** Problem details **
Among the lines below, count those containing the word "info". Give the number only.

(Collected data entries)
===============

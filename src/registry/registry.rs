//! Agent Registry
//!
//! Owns the authoritative set of known agents. Records are keyed by a
//! deterministic id derived from the normalized URL and every mutation is a
//! single-entry update on the underlying `DashMap`, so `list()` always
//! hands out an independent snapshot.

use chrono::{DateTime, Utc};
use dashmap::DashMap;
use futures::future::join_all;
use std::collections::HashMap;
use std::sync::atomic::{AtomicBool, AtomicU64, Ordering};
use std::sync::Arc;
use std::time::Duration;
use tracing::{debug, error, info, warn};

use super::record::{agent_id, AgentRecord, AgentStatus, RegistrationResponse, RegistryStats};
use crate::config::RegistryConfig;
use crate::error::RegistrationError;
use crate::protocol::{normalize_url, validate_card, AgentTransport};

/// Outcome of a single health probe
#[derive(Debug, Clone, Copy, PartialEq, Eq)]
enum ProbeOutcome {
    Healthy,
    Unhealthy,
    Errored,
}

pub struct AgentRegistry {
    transport: Arc<dyn AgentTransport>,
    agents: DashMap<String, AgentRecord>,
    /// Insertion sequence counter
    next_seq: AtomicU64,
    staleness_window: Duration,
    probe_timeout: Duration,
    running: AtomicBool,
}

impl AgentRegistry {
    pub fn new(transport: Arc<dyn AgentTransport>, config: &RegistryConfig) -> Self {
        Self {
            transport,
            agents: DashMap::new(),
            next_seq: AtomicU64::new(0),
            staleness_window: config.staleness_window(),
            probe_timeout: Duration::from_millis(config.agent_timeout_ms.max(1)),
            running: AtomicBool::new(false),
        }
    }

    pub fn start(&self) {
        if !self.running.swap(true, Ordering::SeqCst) {
            info!("Agent registry started");
        }
    }

    pub fn stop(&self) {
        if self.running.swap(false, Ordering::SeqCst) {
            info!(agents = self.agents.len(), "Agent registry stopped");
        }
    }

    pub fn is_running(&self) -> bool {
        self.running.load(Ordering::SeqCst)
    }

    /// Register the agent at `url`.
    ///
    /// A known URL without `force_refresh` only bumps `last_seen` and never
    /// contacts the agent.
    pub async fn register(
        &self,
        url: &str,
        force_refresh: bool,
    ) -> Result<AgentRecord, RegistrationError> {
        let url = normalize_url(url);
        let id = agent_id(&url);

        if !force_refresh {
            if let Some(mut existing) = self.agents.get_mut(&id) {
                existing.touch(Utc::now());
                debug!(agent_id = %id, url = %url, "Agent already registered");
                return Ok(existing.clone());
            }
        }

        let card = self
            .transport
            .fetch_card(&url)
            .await
            .map_err(|e| {
                if e.is_network() {
                    warn!(url = %url, "Registration failed, agent unreachable: {}", e);
                } else {
                    error!(url = %url, "Registration failed: {}", e);
                }
                RegistrationError::from_protocol(&url, e)
            })?;

        validate_card(&card).map_err(|reason| {
            warn!(url = %url, "Registration failed, invalid card: {}", reason);
            RegistrationError::CardInvalid {
                url: url.clone(),
                reason,
            }
        })?;

        let seq = self.next_seq.fetch_add(1, Ordering::SeqCst);
        let fresh = AgentRecord::from_card(&url, card, seq);

        let record = self
            .agents
            .entry(id.clone())
            .and_modify(|existing| {
                // keep identity and position, refresh everything the card describes
                let (seq, registered_at, last_seen) =
                    (existing.seq, existing.registered_at, existing.last_seen);
                *existing = fresh.clone();
                existing.seq = seq;
                existing.registered_at = registered_at;
                existing.last_seen = last_seen;
                existing.touch(fresh.last_seen);
            })
            .or_insert_with(|| fresh.clone())
            .clone();

        info!(
            agent_id = %record.id,
            url = %record.url,
            name = %record.name,
            capabilities = record.capabilities.len(),
            "Agent registered"
        );
        Ok(record)
    }

    /// `register` folded into the collaborator-facing response shape
    pub async fn register_response(&self, url: &str, force_refresh: bool) -> RegistrationResponse {
        match self.register(url, force_refresh).await {
            Ok(record) => RegistrationResponse {
                success: true,
                agent_id: record.id.clone(),
                message: format!("Agent '{}' registered", record.name),
                card: Some(record.card),
            },
            Err(e) => RegistrationResponse {
                success: false,
                agent_id: agent_id(url),
                message: e.to_string(),
                card: None,
            },
        }
    }

    /// Remove a record; `false` when it was not present
    pub fn unregister(&self, id: &str) -> bool {
        match self.agents.remove(id) {
            Some((_, record)) => {
                info!(agent_id = %id, url = %record.url, "Agent unregistered");
                true
            }
            None => false,
        }
    }

    pub fn get(&self, id: &str) -> Option<AgentRecord> {
        self.agents.get(id).map(|r| r.clone())
    }

    pub fn get_by_url(&self, url: &str) -> Option<AgentRecord> {
        self.get(&agent_id(url))
    }

    /// Snapshot of all records in insertion order
    pub fn list(&self) -> Vec<AgentRecord> {
        let mut records: Vec<AgentRecord> = self.agents.iter().map(|r| r.value().clone()).collect();
        records.sort_by_key(|r| r.seq);
        records
    }

    pub fn find_by_capability(&self, name: &str) -> Vec<AgentRecord> {
        self.list()
            .into_iter()
            .filter(|r| r.has_capability(name))
            .collect()
    }

    /// Flag an agent unhealthy after a failed dispatch
    pub fn mark_unhealthy(&self, id: &str) -> bool {
        match self.agents.get_mut(id) {
            Some(mut record) => {
                if record.status != AgentStatus::Unhealthy {
                    warn!(agent_id = %id, url = %record.url, "Marking agent unhealthy");
                }
                record.status = AgentStatus::Unhealthy;
                true
            }
            None => false,
        }
    }

    pub fn len(&self) -> usize {
        self.agents.len()
    }

    pub fn is_empty(&self) -> bool {
        self.agents.is_empty()
    }

    pub fn stats(&self) -> RegistryStats {
        let mut stats = RegistryStats::default();
        for record in self.agents.iter() {
            stats.total += 1;
            match record.status {
                AgentStatus::Active => stats.active += 1,
                AgentStatus::Unhealthy => stats.unhealthy += 1,
                AgentStatus::Error => {}
            }
            for cap in &record.capabilities {
                *stats
                    .per_capability_counts
                    .entry(cap.name.to_lowercase())
                    .or_insert(0) += 1;
            }
        }
        stats
    }

    /// Ping every agent concurrently, update statuses, then evict stale records.
    ///
    /// Returns the number of evicted records.
    pub async fn health_sweep(&self) -> usize {
        let targets: Vec<(String, String)> =
            self.list().into_iter().map(|r| (r.id, r.url)).collect();
        if targets.is_empty() {
            return 0;
        }

        let probes = targets.into_iter().map(|(id, url)| {
            let transport = Arc::clone(&self.transport);
            let timeout = self.probe_timeout;
            let probe_url = url.clone();
            let handle = tokio::spawn(async move {
                tokio::time::timeout(timeout, transport.check_health(&probe_url)).await
            });
            async move {
                let outcome = match handle.await {
                    Ok(Ok(Ok(true))) => ProbeOutcome::Healthy,
                    Ok(Ok(Ok(false))) => {
                        debug!(agent_id = %id, url = %url, "Health check failed");
                        ProbeOutcome::Unhealthy
                    }
                    Ok(Err(_elapsed)) => {
                        debug!(agent_id = %id, url = %url, "Health check timed out");
                        ProbeOutcome::Unhealthy
                    }
                    Ok(Ok(Err(e))) => {
                        error!(agent_id = %id, url = %url, "Health check error: {}", e);
                        ProbeOutcome::Errored
                    }
                    Err(e) => {
                        error!(agent_id = %id, url = %url, "Health check task aborted: {}", e);
                        ProbeOutcome::Errored
                    }
                };
                (id, outcome)
            }
        });

        let results = join_all(probes).await;
        let now = Utc::now();
        for (id, outcome) in results {
            // the record may have been removed while the probe was in flight
            if let Some(mut record) = self.agents.get_mut(&id) {
                match outcome {
                    ProbeOutcome::Healthy => {
                        record.status = AgentStatus::Active;
                        record.touch(now);
                    }
                    ProbeOutcome::Unhealthy => record.status = AgentStatus::Unhealthy,
                    ProbeOutcome::Errored => record.status = AgentStatus::Error,
                }
            }
        }

        self.evict_stale()
    }

    /// Drop records whose `last_seen` is older than the staleness window
    pub fn evict_stale(&self) -> usize {
        let cutoff = chrono::Duration::from_std(self.staleness_window)
            .ok()
            .and_then(|window| Utc::now().checked_sub_signed(window))
            .unwrap_or(DateTime::<Utc>::MIN_UTC);
        self.evict_older_than(cutoff)
    }

    pub(crate) fn evict_older_than(&self, cutoff: DateTime<Utc>) -> usize {
        let stale: Vec<String> = self
            .agents
            .iter()
            .filter(|r| r.last_seen < cutoff)
            .map(|r| r.id.clone())
            .collect();

        let mut evicted = 0;
        for id in stale {
            // re-check under the entry lock so a concurrent refresh wins
            if let Some((_, record)) = self.agents.remove_if(&id, |_, r| r.last_seen < cutoff) {
                info!(agent_id = %id, url = %record.url, "Evicted stale agent");
                evicted += 1;
            }
        }
        evicted
    }
}

/// Count of records per status, for metrics logging
pub(crate) fn status_counts(records: &[AgentRecord]) -> HashMap<AgentStatus, usize> {
    let mut counts = HashMap::new();
    for record in records {
        *counts.entry(record.status).or_insert(0) += 1;
    }
    counts
}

===============

** Answer to the exercise **
6